(Stored data)
——————
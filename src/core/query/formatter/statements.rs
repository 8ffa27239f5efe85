// src/core/query/formatter/statements.rs
//! Per-kind statement compilation shared by every dialect.

use std::sync::OnceLock;

use indexmap::IndexMap;
use regex::Regex;

use super::condition::where_expr;
use super::{CompiledStatement, Formatter};
use crate::core::common::types::Value;
use crate::core::query::errors::CompileError;
use crate::core::query::statement::{
    DeleteStatement, Filter, InsertStatement, OrderDirection, Projection, SelectStatement,
    TableReference, UpdateStatement,
};

#[allow(clippy::expect_used)]
fn alias_regex() -> &'static Regex {
    static ALIAS: OnceLock<Regex> = OnceLock::new();
    ALIAS.get_or_init(|| Regex::new(r"(?i)^(.+?)\s+as\s+(\S+)$").expect("valid alias regex"))
}

fn table<F: Formatter + ?Sized>(f: &F, table: &TableReference) -> String {
    match &table.alias {
        Some(alias) => format!("{} AS {}", f.quote_identifier(&table.name), f.quote_identifier(alias)),
        None => f.quote_identifier(&table.name),
    }
}

fn projection<F: Formatter + ?Sized>(f: &F, column: &Projection) -> String {
    match column {
        Projection::Expression(sql) => sql.clone(),
        Projection::Aliased { name, alias } => {
            format!("{} AS {}", f.quote_identifier(name), f.quote_identifier(alias))
        }
        Projection::Name(name) => match alias_regex().captures(name) {
            // The alias of a bare string is appended as written.
            Some(caps) => format!("{} AS {}", f.quote_identifier(caps[1].trim()), &caps[2]),
            None => f.quote_identifier(name),
        },
    }
}

fn column_list<F: Formatter + ?Sized>(f: &F, columns: &[impl AsRef<str>]) -> String {
    columns.iter().map(|c| f.quote_identifier(c.as_ref())).collect::<Vec<_>>().join(", ")
}

fn push_where<F: Formatter + ?Sized>(
    f: &F,
    filter: &Filter,
    sql: &mut String,
    bindings: &mut Vec<Value>,
) -> Result<(), CompileError> {
    if let Some(fragment) = where_expr(f, &filter.conditions)? {
        sql.push_str(" WHERE ");
        sql.push_str(&fragment.sql);
        bindings.extend(fragment.bindings);
    }
    Ok(())
}

fn push_order_by<F: Formatter + ?Sized>(f: &F, order_by: &IndexMap<String, OrderDirection>, sql: &mut String) {
    if order_by.is_empty() {
        return;
    }
    let terms = order_by
        .iter()
        .map(|(column, direction)| format!("{} {}", f.quote_identifier(column), direction.as_str()))
        .collect::<Vec<_>>()
        .join(", ");
    sql.push_str(" ORDER BY ");
    sql.push_str(&terms);
}

/// `ORDER BY`/`LIMIT` on `UPDATE` and `DELETE`.
fn push_mutation_tail<F: Formatter + ?Sized>(f: &F, filter: &Filter, sql: &mut String) -> Result<(), CompileError> {
    if filter.order_by.is_empty() && filter.limit.is_none() {
        return Ok(());
    }
    if !f.supports_ordered_mutation() {
        return Err(CompileError::Unsupported { dialect: f.dialect_name(), clause: "ORDER BY/LIMIT" });
    }
    push_order_by(f, &filter.order_by, sql);
    if let Some(limit) = filter.limit {
        sql.push_str(&format!(" LIMIT {limit}"));
    }
    Ok(())
}

fn push_returning<F: Formatter + ?Sized>(f: &F, returning: &[String], sql: &mut String) -> Result<(), CompileError> {
    if returning.is_empty() {
        return Ok(());
    }
    if !f.supports_returning() {
        return Err(CompileError::Unsupported { dialect: f.dialect_name(), clause: "RETURNING" });
    }
    sql.push_str(" RETURNING ");
    sql.push_str(&column_list(f, returning));
    Ok(())
}

/// `SELECT [DISTINCT] cols FROM t [WHERE] [GROUP BY] [ORDER BY] [LIMIT] [OFFSET] [lock]`
pub fn select<F: Formatter + ?Sized>(f: &F, stmt: &SelectStatement) -> Result<CompiledStatement, CompileError> {
    let mut sql = String::from("SELECT ");
    let mut bindings = Vec::new();

    if stmt.distinct {
        sql.push_str("DISTINCT ");
    }
    if stmt.columns.is_empty() {
        sql.push('*');
    } else {
        let list = stmt.columns.iter().map(|c| projection(f, c)).collect::<Vec<_>>().join(", ");
        sql.push_str(&list);
    }

    sql.push_str(" FROM ");
    sql.push_str(&table(f, &stmt.filter.table));
    push_where(f, &stmt.filter, &mut sql, &mut bindings)?;

    if !stmt.group_by.is_empty() {
        sql.push_str(" GROUP BY ");
        sql.push_str(&column_list(f, &stmt.group_by));
    }
    push_order_by(f, &stmt.filter.order_by, &mut sql);

    match (stmt.filter.limit, stmt.offset) {
        (Some(limit), _) => {
            sql.push_str(&format!(" LIMIT {limit}"));
        }
        (None, Some(_)) => {
            if let Some(filler) = f.offset_only_limit() {
                sql.push_str(&format!(" LIMIT {filler}"));
            }
        }
        (None, None) => {}
    }
    if let Some(offset) = stmt.offset {
        sql.push_str(&format!(" OFFSET {offset}"));
    }

    if let Some(clause) = stmt.lock.and_then(|mode| f.lock_clause(mode)) {
        sql.push(' ');
        sql.push_str(clause);
    }

    Ok(CompiledStatement::new(sql, bindings))
}

/// `INSERT INTO t (cols) VALUES (?, ...), ... [RETURNING]`
///
/// The column set is computed once; both the column list and every row's
/// bindings follow that ordering, with `NULL` for keys a row lacks.
pub fn insert<F: Formatter + ?Sized>(f: &F, stmt: &InsertStatement) -> Result<CompiledStatement, CompileError> {
    let columns = stmt.columns();
    if columns.is_empty() {
        return Err(CompileError::EmptyDataset);
    }

    let group = format!("({})", vec!["?"; columns.len()].join(", "));
    let groups = vec![group.as_str(); stmt.dataset.len()].join(", ");

    let bindings: Vec<Value> = stmt
        .dataset
        .iter()
        .flat_map(|row| columns.iter().map(move |c| row.get(*c).cloned().unwrap_or(Value::Null)))
        .collect();

    let mut sql = format!(
        "INSERT INTO {} ({}) VALUES {groups}",
        f.quote_identifier(&stmt.table.name),
        column_list(f, &columns),
    );
    push_returning(f, &stmt.returning, &mut sql)?;

    Ok(CompiledStatement::new(sql, bindings))
}

/// `UPDATE t SET c = ?, ... [WHERE] [ORDER BY] [LIMIT] [RETURNING]`
pub fn update<F: Formatter + ?Sized>(f: &F, stmt: &UpdateStatement) -> Result<CompiledStatement, CompileError> {
    if stmt.assignments.is_empty() {
        return Err(CompileError::EmptyAssignments);
    }

    let set = stmt
        .assignments
        .keys()
        .map(|column| format!("{} = ?", f.quote_identifier(column)))
        .collect::<Vec<_>>()
        .join(", ");
    let mut sql = format!("UPDATE {} SET {set}", table(f, &stmt.filter.table));
    let mut bindings: Vec<Value> = stmt.assignments.values().cloned().collect();

    push_where(f, &stmt.filter, &mut sql, &mut bindings)?;
    push_mutation_tail(f, &stmt.filter, &mut sql)?;
    push_returning(f, &stmt.returning, &mut sql)?;

    Ok(CompiledStatement::new(sql, bindings))
}

/// `DELETE FROM t [WHERE] [ORDER BY] [LIMIT] [RETURNING]`
pub fn delete<F: Formatter + ?Sized>(f: &F, stmt: &DeleteStatement) -> Result<CompiledStatement, CompileError> {
    let mut sql = format!("DELETE FROM {}", table(f, &stmt.filter.table));
    let mut bindings = Vec::new();

    push_where(f, &stmt.filter, &mut sql, &mut bindings)?;
    push_mutation_tail(f, &stmt.filter, &mut sql)?;
    push_returning(f, &stmt.returning, &mut sql)?;

    Ok(CompiledStatement::new(sql, bindings))
}
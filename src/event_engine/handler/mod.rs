// src/event_engine/handler/mod.rs

// - "types.rs": the events and the listener result type
// - "processors.rs": the listener trait and the stock listeners
// - "core.rs": fan-out of one event to every registered listener

pub mod core;
pub mod processors;
pub mod types;

pub use self::core::Dispatcher;
pub use processors::{CollectingListener, EventListener, TracingListener};
pub use types::{EventResult, TransactionEvent};
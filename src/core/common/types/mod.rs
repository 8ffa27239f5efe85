pub mod envelope;
pub mod row;
pub mod value;

pub use envelope::ExecutionEnvelope;
pub use row::Row;
pub use value::Value;
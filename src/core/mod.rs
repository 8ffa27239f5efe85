pub mod common;
pub mod config;
pub mod query;
pub mod transaction;

pub use self::config::Config;
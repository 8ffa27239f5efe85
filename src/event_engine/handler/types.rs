// src/event_engine/handler/types.rs

use crate::core::transaction::Scope;

/// Lifecycle notifications of transaction scopes.
#[derive(Debug, Clone, PartialEq, Eq)]
pub enum TransactionEvent {
    /// A scope was opened; `depth` is the stack depth including it.
    Began { scope: Scope, depth: usize },
    /// The root transaction committed.
    Committed,
    /// The root transaction was rolled back.
    RolledBack,
    /// The engine was rolled back to savepoint `id`.
    RolledBackToSavepoint { id: String },
}

impl TransactionEvent {
    #[must_use]
    pub const fn name(&self) -> &'static str {
        match self {
            Self::Began { .. } => "began",
            Self::Committed => "committed",
            Self::RolledBack => "rolled_back",
            Self::RolledBackToSavepoint { .. } => "rolled_back_to_savepoint",
        }
    }
}

/// Result of handing an event to a listener. Failures are logged by the
/// dispatcher and otherwise ignored.
pub type EventResult = Result<(), Box<dyn std::error::Error + Send + Sync>>;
——————
• **Problem requirements**: Using the records above, copy word for word the line with "use std::sync::OnceLock;", the line with "fn table<F: Formatter", and every line between them.

• **Answer space**:
use std::sync::OnceLock;

use indexmap::IndexMap;
use regex::Regex;

use super::condition::where_expr;
use super::{CompiledStatement, Formatter};
use crate::core::common::types::Value;
use crate::core::query::errors::CompileError;
use crate::core::query::statement::{
    DeleteStatement, Filter, InsertStatement, OrderDirection, Projection, SelectStatement,
    TableReference, UpdateStatement,
};

#[allow(clippy::expect_used)]
fn alias_regex() -> &'static Regex {
    static ALIAS: OnceLock<Regex> = OnceLock::new();
    ALIAS.get_or_init(|| Regex::new(r"(?i)^(.+?)\s+as\s+(\S+)$").expect("valid alias regex"))
}

fn table<F: Formatter + ?Sized>(f: &F, table: &TableReference) -> String {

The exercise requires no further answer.